[YOUR OBJECTIVE]: Go through the material and return every line that contains the string "ResourceSchemaResponse".

[RECORDS TO USE]:

=== Begin Enclosure ===

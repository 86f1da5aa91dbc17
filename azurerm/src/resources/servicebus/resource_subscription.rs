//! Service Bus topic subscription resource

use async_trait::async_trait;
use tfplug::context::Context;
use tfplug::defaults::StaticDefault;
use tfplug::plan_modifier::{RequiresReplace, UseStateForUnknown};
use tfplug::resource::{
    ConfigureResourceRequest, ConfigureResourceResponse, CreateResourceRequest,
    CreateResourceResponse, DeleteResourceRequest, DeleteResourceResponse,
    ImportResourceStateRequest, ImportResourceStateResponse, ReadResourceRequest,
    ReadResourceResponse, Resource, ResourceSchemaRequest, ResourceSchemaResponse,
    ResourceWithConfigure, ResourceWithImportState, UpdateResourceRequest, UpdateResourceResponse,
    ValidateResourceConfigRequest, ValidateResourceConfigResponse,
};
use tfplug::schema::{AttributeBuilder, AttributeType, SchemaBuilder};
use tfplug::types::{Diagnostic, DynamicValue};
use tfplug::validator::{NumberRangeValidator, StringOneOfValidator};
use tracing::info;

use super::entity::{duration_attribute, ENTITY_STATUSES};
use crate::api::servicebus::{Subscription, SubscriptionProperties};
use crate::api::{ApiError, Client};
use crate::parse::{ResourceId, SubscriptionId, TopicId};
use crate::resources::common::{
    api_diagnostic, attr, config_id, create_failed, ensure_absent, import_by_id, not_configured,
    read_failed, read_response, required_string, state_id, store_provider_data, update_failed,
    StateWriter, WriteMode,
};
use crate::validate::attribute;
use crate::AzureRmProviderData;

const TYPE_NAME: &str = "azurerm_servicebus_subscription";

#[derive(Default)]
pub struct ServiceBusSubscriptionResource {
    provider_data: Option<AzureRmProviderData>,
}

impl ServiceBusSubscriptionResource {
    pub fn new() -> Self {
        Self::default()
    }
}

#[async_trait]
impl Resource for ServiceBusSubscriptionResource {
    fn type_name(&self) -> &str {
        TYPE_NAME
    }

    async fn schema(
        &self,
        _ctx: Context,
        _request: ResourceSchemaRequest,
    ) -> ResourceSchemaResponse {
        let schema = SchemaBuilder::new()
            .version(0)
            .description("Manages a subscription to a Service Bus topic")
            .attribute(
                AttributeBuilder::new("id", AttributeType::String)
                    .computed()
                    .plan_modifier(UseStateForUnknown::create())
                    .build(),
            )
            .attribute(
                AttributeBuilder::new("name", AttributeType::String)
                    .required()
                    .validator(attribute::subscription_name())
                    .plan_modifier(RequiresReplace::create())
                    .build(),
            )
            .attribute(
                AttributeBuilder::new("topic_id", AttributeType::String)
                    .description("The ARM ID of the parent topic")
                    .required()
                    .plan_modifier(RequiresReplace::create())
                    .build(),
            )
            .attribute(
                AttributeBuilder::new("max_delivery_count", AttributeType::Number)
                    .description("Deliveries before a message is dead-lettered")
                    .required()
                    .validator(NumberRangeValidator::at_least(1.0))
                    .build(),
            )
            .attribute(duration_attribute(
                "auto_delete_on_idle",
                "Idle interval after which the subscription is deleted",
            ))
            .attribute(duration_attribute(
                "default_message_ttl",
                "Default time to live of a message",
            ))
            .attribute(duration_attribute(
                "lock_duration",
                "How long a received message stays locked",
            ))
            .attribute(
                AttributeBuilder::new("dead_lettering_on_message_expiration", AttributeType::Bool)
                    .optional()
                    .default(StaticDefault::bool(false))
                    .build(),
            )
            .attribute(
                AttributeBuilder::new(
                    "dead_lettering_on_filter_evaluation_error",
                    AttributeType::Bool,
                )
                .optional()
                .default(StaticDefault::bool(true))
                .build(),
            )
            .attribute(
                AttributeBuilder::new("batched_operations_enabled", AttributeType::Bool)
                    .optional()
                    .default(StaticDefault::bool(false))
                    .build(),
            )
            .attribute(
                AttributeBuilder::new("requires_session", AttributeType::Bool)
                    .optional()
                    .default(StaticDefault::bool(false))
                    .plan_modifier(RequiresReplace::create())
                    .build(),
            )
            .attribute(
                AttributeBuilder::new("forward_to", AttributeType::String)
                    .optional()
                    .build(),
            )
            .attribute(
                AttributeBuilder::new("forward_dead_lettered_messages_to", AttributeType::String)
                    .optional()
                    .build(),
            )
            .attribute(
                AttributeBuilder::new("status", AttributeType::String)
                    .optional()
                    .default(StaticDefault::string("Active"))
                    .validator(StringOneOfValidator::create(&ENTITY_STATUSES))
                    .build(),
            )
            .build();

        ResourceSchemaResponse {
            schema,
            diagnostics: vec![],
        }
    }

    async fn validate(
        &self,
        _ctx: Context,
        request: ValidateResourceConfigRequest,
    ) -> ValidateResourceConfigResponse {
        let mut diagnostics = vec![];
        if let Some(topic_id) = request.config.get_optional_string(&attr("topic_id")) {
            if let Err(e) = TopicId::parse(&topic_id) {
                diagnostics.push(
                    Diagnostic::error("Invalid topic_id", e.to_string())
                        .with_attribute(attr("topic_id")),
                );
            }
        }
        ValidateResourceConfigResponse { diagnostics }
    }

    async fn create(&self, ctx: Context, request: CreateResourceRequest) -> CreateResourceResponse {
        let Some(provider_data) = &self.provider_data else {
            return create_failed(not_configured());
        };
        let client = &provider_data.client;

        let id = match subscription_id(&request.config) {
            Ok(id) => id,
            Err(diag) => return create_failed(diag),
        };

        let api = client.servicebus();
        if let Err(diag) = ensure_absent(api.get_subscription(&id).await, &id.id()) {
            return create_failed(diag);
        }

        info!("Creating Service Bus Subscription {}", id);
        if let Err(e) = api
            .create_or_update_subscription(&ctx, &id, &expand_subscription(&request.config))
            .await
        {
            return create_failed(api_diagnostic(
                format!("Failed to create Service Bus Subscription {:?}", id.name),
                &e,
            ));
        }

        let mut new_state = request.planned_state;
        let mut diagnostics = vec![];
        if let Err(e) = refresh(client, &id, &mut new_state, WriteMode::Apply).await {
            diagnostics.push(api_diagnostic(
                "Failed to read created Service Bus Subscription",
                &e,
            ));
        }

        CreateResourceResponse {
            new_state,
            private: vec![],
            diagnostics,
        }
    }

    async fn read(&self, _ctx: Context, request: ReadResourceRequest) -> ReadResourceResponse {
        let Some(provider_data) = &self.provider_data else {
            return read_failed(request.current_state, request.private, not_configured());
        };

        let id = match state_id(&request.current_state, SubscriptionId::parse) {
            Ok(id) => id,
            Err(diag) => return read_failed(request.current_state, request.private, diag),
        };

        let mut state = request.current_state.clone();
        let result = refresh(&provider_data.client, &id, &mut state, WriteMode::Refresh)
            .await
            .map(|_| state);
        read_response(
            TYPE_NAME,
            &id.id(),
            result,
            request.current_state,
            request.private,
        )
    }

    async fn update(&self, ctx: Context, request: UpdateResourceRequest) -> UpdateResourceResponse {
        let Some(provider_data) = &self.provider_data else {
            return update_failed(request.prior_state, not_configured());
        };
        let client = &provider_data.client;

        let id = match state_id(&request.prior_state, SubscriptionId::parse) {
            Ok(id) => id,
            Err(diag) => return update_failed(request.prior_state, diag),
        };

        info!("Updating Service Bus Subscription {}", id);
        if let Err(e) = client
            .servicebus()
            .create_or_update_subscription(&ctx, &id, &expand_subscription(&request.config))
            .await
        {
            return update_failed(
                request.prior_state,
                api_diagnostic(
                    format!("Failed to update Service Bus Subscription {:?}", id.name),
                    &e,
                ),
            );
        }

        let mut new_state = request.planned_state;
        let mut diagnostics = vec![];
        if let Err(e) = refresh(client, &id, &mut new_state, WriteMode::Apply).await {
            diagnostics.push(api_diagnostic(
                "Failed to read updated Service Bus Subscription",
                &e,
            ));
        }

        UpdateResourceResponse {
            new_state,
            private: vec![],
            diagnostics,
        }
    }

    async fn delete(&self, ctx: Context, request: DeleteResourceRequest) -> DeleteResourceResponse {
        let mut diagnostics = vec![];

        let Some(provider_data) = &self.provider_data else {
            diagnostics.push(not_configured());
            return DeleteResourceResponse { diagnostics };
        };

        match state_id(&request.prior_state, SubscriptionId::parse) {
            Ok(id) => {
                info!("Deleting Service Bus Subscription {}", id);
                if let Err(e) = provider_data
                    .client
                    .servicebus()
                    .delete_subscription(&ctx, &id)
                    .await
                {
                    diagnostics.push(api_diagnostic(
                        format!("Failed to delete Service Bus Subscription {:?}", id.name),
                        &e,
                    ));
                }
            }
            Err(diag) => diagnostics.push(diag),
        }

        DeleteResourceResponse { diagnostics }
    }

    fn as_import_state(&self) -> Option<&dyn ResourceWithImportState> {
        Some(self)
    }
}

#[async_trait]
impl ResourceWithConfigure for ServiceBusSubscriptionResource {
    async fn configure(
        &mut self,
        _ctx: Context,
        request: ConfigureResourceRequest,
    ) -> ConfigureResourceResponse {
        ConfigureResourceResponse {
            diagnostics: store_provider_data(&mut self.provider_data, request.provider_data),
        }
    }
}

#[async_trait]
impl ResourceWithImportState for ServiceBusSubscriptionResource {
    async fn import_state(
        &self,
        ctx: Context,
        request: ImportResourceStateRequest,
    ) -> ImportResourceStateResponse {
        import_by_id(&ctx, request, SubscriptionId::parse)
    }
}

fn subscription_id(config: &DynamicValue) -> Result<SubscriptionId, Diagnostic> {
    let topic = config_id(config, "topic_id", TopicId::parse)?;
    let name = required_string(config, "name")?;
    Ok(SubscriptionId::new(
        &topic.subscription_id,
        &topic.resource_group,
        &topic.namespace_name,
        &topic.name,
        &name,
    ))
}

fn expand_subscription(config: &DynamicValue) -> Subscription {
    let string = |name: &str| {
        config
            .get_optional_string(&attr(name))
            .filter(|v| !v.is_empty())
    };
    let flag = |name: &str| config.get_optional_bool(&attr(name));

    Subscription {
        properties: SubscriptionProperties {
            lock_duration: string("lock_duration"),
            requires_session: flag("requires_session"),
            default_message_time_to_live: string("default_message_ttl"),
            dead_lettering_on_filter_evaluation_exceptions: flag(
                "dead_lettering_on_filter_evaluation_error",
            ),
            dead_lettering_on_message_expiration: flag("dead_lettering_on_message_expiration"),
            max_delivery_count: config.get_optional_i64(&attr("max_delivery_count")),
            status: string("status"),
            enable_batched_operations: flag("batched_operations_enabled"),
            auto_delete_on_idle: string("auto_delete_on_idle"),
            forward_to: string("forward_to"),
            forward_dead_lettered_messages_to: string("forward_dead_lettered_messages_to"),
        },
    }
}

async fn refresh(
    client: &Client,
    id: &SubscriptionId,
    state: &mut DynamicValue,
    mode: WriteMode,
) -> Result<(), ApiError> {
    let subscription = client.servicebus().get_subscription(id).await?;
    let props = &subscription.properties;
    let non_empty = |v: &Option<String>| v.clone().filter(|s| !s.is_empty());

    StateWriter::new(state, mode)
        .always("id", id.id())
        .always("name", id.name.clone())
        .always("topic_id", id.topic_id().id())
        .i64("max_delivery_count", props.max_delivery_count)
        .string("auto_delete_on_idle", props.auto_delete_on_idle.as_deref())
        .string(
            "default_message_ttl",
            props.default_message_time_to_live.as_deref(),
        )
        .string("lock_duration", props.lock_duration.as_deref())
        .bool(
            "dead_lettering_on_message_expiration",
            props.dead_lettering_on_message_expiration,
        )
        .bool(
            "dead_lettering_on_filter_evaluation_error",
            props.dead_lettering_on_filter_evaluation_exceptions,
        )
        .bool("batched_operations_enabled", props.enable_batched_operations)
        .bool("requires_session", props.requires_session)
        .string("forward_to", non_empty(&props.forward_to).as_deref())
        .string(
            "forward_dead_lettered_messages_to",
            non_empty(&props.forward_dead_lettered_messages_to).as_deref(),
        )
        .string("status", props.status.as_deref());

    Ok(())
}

=== End Enclosure ===
=== Begin Enclosure ===

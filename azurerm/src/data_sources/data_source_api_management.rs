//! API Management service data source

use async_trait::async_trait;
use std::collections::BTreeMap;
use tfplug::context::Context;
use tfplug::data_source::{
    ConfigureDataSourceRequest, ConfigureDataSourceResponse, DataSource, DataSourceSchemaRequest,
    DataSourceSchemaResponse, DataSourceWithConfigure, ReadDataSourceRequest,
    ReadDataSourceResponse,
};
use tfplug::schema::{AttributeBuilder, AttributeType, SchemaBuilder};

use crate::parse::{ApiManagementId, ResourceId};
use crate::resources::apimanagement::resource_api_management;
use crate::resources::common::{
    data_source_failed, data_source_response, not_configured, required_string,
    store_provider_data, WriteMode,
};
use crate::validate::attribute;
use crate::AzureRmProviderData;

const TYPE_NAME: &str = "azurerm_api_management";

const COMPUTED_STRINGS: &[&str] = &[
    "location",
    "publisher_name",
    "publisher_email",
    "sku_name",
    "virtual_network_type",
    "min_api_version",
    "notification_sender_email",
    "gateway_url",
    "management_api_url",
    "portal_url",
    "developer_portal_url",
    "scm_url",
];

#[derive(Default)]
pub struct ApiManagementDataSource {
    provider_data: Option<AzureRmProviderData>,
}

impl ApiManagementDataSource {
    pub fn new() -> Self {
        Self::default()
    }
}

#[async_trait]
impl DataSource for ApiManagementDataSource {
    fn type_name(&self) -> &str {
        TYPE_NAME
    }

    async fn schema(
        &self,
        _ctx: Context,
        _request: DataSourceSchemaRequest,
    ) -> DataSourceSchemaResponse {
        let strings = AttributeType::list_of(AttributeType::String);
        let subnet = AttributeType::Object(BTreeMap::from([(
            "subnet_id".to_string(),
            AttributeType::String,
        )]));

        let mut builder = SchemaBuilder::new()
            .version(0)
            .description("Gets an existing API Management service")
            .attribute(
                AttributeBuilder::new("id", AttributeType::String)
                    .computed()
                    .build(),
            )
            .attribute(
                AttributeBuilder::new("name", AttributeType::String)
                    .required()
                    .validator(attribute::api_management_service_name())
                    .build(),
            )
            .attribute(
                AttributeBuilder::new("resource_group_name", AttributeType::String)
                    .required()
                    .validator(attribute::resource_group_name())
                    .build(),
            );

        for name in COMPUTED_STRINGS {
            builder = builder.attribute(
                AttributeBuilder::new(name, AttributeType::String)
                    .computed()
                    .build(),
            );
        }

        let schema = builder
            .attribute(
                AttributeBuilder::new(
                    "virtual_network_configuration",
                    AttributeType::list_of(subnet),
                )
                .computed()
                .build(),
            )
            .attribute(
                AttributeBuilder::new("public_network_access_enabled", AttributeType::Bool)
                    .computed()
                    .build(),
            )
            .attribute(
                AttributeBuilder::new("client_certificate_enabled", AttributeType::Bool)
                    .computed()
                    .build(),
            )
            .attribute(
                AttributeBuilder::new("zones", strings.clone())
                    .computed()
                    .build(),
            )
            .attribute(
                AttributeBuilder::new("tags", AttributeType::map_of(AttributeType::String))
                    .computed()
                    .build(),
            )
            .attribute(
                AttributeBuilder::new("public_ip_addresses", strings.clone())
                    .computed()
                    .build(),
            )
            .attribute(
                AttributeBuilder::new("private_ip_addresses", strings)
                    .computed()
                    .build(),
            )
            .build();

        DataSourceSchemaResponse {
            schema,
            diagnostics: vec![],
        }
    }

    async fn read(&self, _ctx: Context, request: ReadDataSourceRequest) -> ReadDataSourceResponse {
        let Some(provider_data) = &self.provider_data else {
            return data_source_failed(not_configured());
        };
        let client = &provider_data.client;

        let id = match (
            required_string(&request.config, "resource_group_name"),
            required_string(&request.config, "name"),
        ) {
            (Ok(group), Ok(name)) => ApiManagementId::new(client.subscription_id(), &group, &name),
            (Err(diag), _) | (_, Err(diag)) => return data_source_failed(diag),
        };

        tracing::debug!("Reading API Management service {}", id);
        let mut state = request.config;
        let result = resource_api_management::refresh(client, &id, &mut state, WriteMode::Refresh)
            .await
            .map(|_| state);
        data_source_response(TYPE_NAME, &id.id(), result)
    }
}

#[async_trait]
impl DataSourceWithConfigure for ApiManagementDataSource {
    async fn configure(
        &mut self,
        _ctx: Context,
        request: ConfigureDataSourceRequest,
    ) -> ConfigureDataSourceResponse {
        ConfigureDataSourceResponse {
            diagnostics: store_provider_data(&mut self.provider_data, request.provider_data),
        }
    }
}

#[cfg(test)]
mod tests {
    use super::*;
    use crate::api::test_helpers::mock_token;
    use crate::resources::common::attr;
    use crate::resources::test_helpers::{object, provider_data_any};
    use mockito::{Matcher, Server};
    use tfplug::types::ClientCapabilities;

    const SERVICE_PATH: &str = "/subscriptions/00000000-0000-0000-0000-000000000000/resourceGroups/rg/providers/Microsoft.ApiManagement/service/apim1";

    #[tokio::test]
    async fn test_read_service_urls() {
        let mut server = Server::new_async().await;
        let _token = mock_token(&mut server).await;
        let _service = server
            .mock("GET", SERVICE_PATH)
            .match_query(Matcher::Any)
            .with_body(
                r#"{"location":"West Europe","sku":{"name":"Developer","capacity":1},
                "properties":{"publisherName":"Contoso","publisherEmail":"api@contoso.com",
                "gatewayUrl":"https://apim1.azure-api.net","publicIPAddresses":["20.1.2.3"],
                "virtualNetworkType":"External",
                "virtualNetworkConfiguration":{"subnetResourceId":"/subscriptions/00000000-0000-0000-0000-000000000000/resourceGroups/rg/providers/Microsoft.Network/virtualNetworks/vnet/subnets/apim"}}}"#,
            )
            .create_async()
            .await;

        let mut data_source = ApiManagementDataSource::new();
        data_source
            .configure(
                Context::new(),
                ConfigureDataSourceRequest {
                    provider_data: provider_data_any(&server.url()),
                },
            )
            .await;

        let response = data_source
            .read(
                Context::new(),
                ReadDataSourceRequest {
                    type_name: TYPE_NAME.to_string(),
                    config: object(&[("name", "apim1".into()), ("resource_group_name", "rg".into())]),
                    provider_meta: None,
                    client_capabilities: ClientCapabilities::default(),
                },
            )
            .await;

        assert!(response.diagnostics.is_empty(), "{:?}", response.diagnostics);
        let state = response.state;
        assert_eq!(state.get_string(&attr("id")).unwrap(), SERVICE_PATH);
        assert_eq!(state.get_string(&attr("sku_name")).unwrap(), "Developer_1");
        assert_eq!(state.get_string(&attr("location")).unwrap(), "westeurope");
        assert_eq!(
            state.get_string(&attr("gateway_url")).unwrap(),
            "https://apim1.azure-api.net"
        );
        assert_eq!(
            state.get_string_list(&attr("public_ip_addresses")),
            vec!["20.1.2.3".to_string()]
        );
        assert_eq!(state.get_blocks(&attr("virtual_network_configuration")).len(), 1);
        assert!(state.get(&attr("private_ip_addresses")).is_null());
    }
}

=== End Enclosure ===

[RESPONSE TO THIS TASK]:
    ReadResourceResponse, Resource, ResourceSchemaRequest, ResourceSchemaResponse,
    ) -> ResourceSchemaResponse {
        ResourceSchemaResponse {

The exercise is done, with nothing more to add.